We present colour-magnitude diagrams (CMDs) for a sample of seven young
massive clusters in the galaxies NGC 1313, NGC 1569, NGC 1705, NGC 5236 and NGC
7793. The clusters have ages in the range 5-50 million years and masses of 10^5
-10^6 Msun. Although crowding prevents us from obtaining photometry in the
central regions of the clusters, we are still able to measure up to 30-100
supergiant stars in each of the richest clusters, along with the brighter main
sequence stars. The resulting CMDs and luminosity functions are compared with
photometry of artificially generated clusters, designed to reproduce the
photometric errors and completeness as realistically as possible.
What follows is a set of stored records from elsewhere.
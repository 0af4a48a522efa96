//! Study Config - the study's registry of activities, tasks, schemas and surveys
//!
//! Decodes the app config served for a study and answers lookups by
//! activity identifier:
//!
//! - **Activities**: groups and per-activity display info
//! - **Tasks**: definitions registered from client data or config elements
//! - **Schemas and surveys**: published references
//! - **Prior client data**: persisted results handed to tracked-items navigators
//!
//! The store is an owned value shared by reference; there is no global
//! instance.

pub mod error;
pub mod settings;
pub mod store;
pub mod types;

pub use error::{ConfigError, Result};
pub use settings::{StudyDuration, StudySettings};
pub use store::StudyConfiguration;
pub use types::{
    ActivityGroup, ActivityInfo, ActivityMapping, AppConfig, ReportCategory, ResourceReference,
    SchemaReference, SurveyReference, TaskDefinition, TaskSource,
};
//! Step navigation for a tracked-items task.
//!
//! The navigator folds each completed step's outcome into the in-memory
//! result, then decides which step comes next:
//!
//! ```text
//!  Start ──► Selection ──► Review ──► Detail(item)* ──► Reminder ──► Exit
//!    │           │           ▲   │          │
//!    │           └───────────┼───┼──────────┴──► Logging ──► Exit
//!    └─ prior data ──────────┼───┘                  ▲
//!                            └──────────────────────┘
//! ```
//!
//! A jump target declared by the completed step always wins when it resolves.
//! Without a review step, a finished reminder leads to logging.

mod context;
mod detail_cache;
mod in_memory;

use serde::{Deserialize, Serialize};
use serde_json::Value;
use tracing::{debug, error, info, warn};

use crate::catalog::{TrackedCatalog, TrackedItem, TrackedSection};
use crate::error::Result;
use crate::result::{
    StepOutcome, StepResult, TaskResult, TrackedItemAnswer, TrackedItemsCollectionResult,
};
use crate::step::{
    DefaultStepBuilder, DetailStep, StepInfo, StepOverride, StepRole, StepTemplateBuilder,
    TrackingStep,
};

pub use context::{ClientDataSource, TaskContext};
pub use detail_cache::DetailStepCache;
pub use in_memory::InMemoryResult;

/// Which way the host should animate a transition.
#[derive(Debug, Clone, Copy, PartialEq, Eq, Default, Serialize, Deserialize)]
#[serde(rename_all = "camelCase")]
pub enum NavigationDirection {
    #[default]
    Forward,
    Reverse,
}

/// Stateful controller for one run of a tracked-items flow.
///
/// Methods take `&mut self`; calls must complete one at a time.
#[derive(Debug, Clone)]
pub struct TrackedItemsStepNavigator {
    activity_identifier: String,
    catalog: TrackedCatalog,
    selection_step: TrackingStep,
    review_step: Option<TrackingStep>,
    logging_step: TrackingStep,
    reminder_step: Option<TrackingStep>,
    detail_steps: DetailStepCache,
    in_memory: InMemoryResult,
    previous_client_data: Option<Value>,
    task_context: Option<TaskContext>,
}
In agreement
with previous studies, our CMDs show no clear gap between the H-burning main
sequence and the He-burning supergiant stars, contrary to predictions by common
stellar isochrones. In general, the isochrones also fail to match the observed
number ratios of red-to-blue supergiant stars, although the difficulty of
separating blue supergiants from the main sequence complicates this comparison.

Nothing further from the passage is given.